Mit Musik geht Alltag besser…
Eine musikalische Reise mit Simone Willig
Hallo Frau Willig, stellen Sie sich doch bitte kurz vor.
Mein Name ist Simone Willig, ich bin 39 Jahre alt und l(i)ebe meinen Traumberuf als Musiktherapeutin. Neben der Musik in Hobby und Beruf bin ich eine leidenschaftliche Postkarten-Sammlerin, besitze aktuell an die 3000 Stück aus aller Welt und freue mich über jede, die hinzukommt.
Sie sind Diplom-Musiktherapeutin. Welche Rolle spielt Musik in Ihrem Leben und wann haben sie entschieden, diesen Weg einzuschlagen?
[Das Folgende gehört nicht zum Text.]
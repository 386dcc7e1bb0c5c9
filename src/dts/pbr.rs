//! Peak bit-rate smoothing statistics and planner.
//!
//! The first parsing pass records the XLL payload size of every audio
//! frame. At end of pass the planner walks the records from last to first,
//! clamping each frame to a target size and carrying the excess towards
//! earlier frames, so pre-buffered data absorbs the peaks. Targets come
//! from the `.dtspbr` statistics file (collapsed to its average frame size)
//! or fall back to a fixed 3200-byte budget.

use anyhow::{Result, bail};
use log::debug;

use crate::utils::errors::DtsPbrError;

/// Per-frame target size used without a statistics file.
pub const FAKE_TARGET_FRAME_SIZE: u32 = 3200;

/// Parsed `.dtspbr` statistics file.
///
/// First line is a decimal frame rate, every following line is a
/// `HH:MM:SS:FF,size` record with strictly increasing timestamps starting
/// at zero.
#[derive(Clone, Debug, Default)]
pub struct PbrFile {
    pub frame_rate: f64,
    entries: Vec<(u64, u32)>,
}

impl PbrFile {
    pub fn parse(text: &str) -> Result<Self> {
        let mut lines = text.lines();

        let frame_rate: f64 = lines
            .next()
            .and_then(|line| line.trim().parse().ok())
            .filter(|rate| *rate >= 1.0)
            .ok_or(DtsPbrError::MissingFrameRate)?;

        let mut file = Self {
            frame_rate,
            entries: Vec::new(),
        };

        for (index, line) in lines.enumerate() {
            let line_number = index + 2;
            let line = line.trim();
            if line.is_empty() {
                continue;
            }

            let entry = Self::parse_entry(line)
                .ok_or(DtsPbrError::MalformedEntry(line_number))?;

            match file.entries.last() {
                None if entry.0 != 0 => bail!(DtsPbrError::NonZeroFirstTimestamp),
                Some((previous, _)) if entry.0 <= *previous => {
                    bail!(DtsPbrError::NonMonotonicTimestamp(line_number))
                }
                _ => {}
            }

            file.entries.push(entry);
        }

        Ok(file)
    }

    fn parse_entry(line: &str) -> Option<(u64, u32)> {
        let (timecode, size) = line.split_once(',')?;

        let mut fields = timecode.split(':');
        let hours: u64 = fields.next()?.parse().ok()?;
        let minutes: u64 = fields.next()?.parse().ok()?;
        let seconds: u64 = fields.next()?.parse().ok()?;
        let frames: u64 = fields.next()?.parse().ok()?;
        if fields.next().is_some() {
            return None;
        }

        let timestamp = hours * 3_600_000 + minutes * 60_000 + seconds * 1_000 + frames;
        let size: u32 = size.trim().parse().ok()?;

        Some((timestamp, size))
    }

    /// Target size of the most recent record at or before `timestamp_ms`.
    pub fn max_size(&self, timestamp_ms: u64) -> u32 {
        let mut size = self.entries.first().map(|e| e.1).unwrap_or(0);
        for (ts, value) in &self.entries {
            if *ts > timestamp_ms {
                break;
            }
            size = *value;
        }
        size
    }

    /// Running average of the recorded target sizes, rounded up.
    pub fn avg_size(&self) -> u32 {
        let mut avg = 0.0f64;
        for (i, (_, value)) in self.entries.iter().enumerate() {
            avg += (*value as f64 - avg) / (i + 1) as f64;
        }
        avg.ceil() as u32
    }
}

/// PBR smoothing statistics accumulated during the first pass.
#[derive(Debug, Default)]
pub struct PbrSmoothingStats {
    /// Per audio frame: timestamp and recorded (then planned) size.
    frames: Vec<(u64, u32)>,
    /// Configured smoothing buffer capacity in bytes, 0 when disabled.
    pub max_buffer_size: u32,
}

impl PbrSmoothingStats {
    pub fn nb_frames(&self) -> usize {
        self.frames.len()
    }

    /// Records the XLL payload size of one audio frame. Frames may be
    /// registered incrementally but only in order.
    pub fn save_frame_size(
        &mut self,
        audio_frame_idx: usize,
        timestamp: u64,
        size: u32,
    ) -> Result<()> {
        match audio_frame_idx {
            idx if idx == self.frames.len() => {
                self.frames.push((timestamp, size));
                Ok(())
            }
            idx if idx + 1 == self.frames.len() => {
                self.frames[idx].1 += size;
                Ok(())
            }
            idx => bail!(DtsPbrError::UnknownFrameIndex {
                index: idx,
                count: self.frames.len(),
            }),
        }
    }

    /// Planned target size for one audio frame, valid after
    /// [`Self::compute`].
    pub fn target_size(&self, audio_frame_idx: usize) -> Result<u32> {
        match self.frames.get(audio_frame_idx) {
            Some((_, size)) => Ok(*size),
            None => bail!(DtsPbrError::UnknownFrameIndex {
                index: audio_frame_idx,
                count: self.frames.len(),
            }),
        }
    }

    /// Redistributes the recorded sizes from last frame to first so no
    /// frame exceeds its target while the total byte count is preserved.
    pub fn compute(&mut self, pbr_file: Option<&PbrFile>) -> Result<()> {
        let (target, buffer_size) = match pbr_file {
            Some(file) => (file.avg_size(), self.max_buffer_size),
            None => (FAKE_TARGET_FRAME_SIZE, 0),
        };

        debug!(
            "PBR smoothing: {} frames, target {} bytes, buffer {} bytes",
            self.frames.len(),
            target,
            buffer_size
        );

        let mut buffered: u64 = 0;
        let mut max_buffered: u64 = 0;

        for (_, size) in self.frames.iter_mut().rev() {
            let required = *size as u64 + buffered;

            let mut emitted = required.min(target as u64);
            if buffer_size != 0
                && (buffer_size as u64) < required
                && emitted < required - buffer_size as u64
            {
                // Forced up so the carried data fits the smoothing buffer.
                emitted = required - buffer_size as u64;
            }

            buffered = required - emitted;
            max_buffered = max_buffered.max(buffered);

            *size = emitted as u32;
        }

        if buffered > 0 {
            bail!(DtsPbrError::SmoothingInfeasible(buffered as u32));
        }

        debug!("PBR smoothing: max buffered size {max_buffered} bytes");

        Ok(())
    }
}

#[cfg(test)]
mod tests {
    use super::*;

    #[test]
    fn dtspbr_file_parses() -> Result<()> {
        let file = PbrFile::parse("23.976\n00:00:00:00,4096\n00:00:01:00,2048\n")?;
        assert_eq!(file.frame_rate, 23.976);
        assert_eq!(file.max_size(0), 4096);
        assert_eq!(file.max_size(999), 4096);
        assert_eq!(file.max_size(1_000), 2048);
        assert_eq!(file.avg_size(), 3072);
        Ok(())
    }

    #[test]
    fn first_entry_must_be_at_zero() {
        assert!(PbrFile::parse("24\n00:00:01:00,4096\n").is_err());
    }

    #[test]
    fn timestamps_must_increase() {
        assert!(PbrFile::parse("24\n00:00:00:00,1\n00:00:00:00,2\n").is_err());
    }

    #[test]
    fn redistribution_preserves_totals() -> Result<()> {
        let mut stats = PbrSmoothingStats {
            max_buffer_size: 100_000,
            ..Default::default()
        };
        stats.save_frame_size(0, 0, 10_000)?;
        stats.save_frame_size(1, 1, 80_000)?;
        stats.save_frame_size(2, 2, 60_000)?;

        let file = PbrFile::parse("24\n00:00:00:00,50000\n")?;
        stats.compute(Some(&file))?;

        let recorded = [10_000u32, 80_000, 60_000];
        let mut emitted = Vec::new();
        for i in 0..3 {
            emitted.push(stats.target_size(i)?);
        }

        // Total byte count is preserved.
        assert_eq!(
            emitted.iter().map(|s| *s as u64).sum::<u64>(),
            recorded.iter().map(|s| *s as u64).sum::<u64>()
        );

        // Every frame fits its source plus the buffer capacity, and the
        // plan stays monotone-consumable in both directions.
        let mut cum_emitted = 0u64;
        let mut cum_recorded = 0u64;
        for i in 0..3 {
            assert!(emitted[i] as u64 <= recorded[i] as u64 + 100_000);
            cum_emitted += emitted[i] as u64;
            cum_recorded += recorded[i] as u64;
            assert!(cum_emitted <= cum_recorded + 100_000);
            assert!(cum_emitted + 100_000 >= cum_recorded);
        }
        Ok(())
    }

    #[test]
    fn infeasible_plan_is_rejected() {
        // Without a statistics file the buffer adjustment is disabled and
        // the fixed target cannot absorb a large first frame.
        let mut stats = PbrSmoothingStats::default();
        stats.save_frame_size(0, 0, 100_000).unwrap();
        stats.save_frame_size(1, 1, 100).unwrap();

        assert!(stats.compute(None).is_err());
    }
}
Ich mache seit meinem 5. Lebensjahr Musik und bin dabei geblieben (obwohl ich eigentlich nur zum Unterricht gegangen bin, weil ich für den Nachhilfeschüler meiner Mutter schwärmte – und der ging im Anschluss immer in die Orchesterprobe). Ein Seminar über Musik und Psychologie im Rahmen des Musikleistungskurses hat mein Interesse an Musiktherapie geweckt, so habe ich mich konsequent auf den Beruf vorbereitet.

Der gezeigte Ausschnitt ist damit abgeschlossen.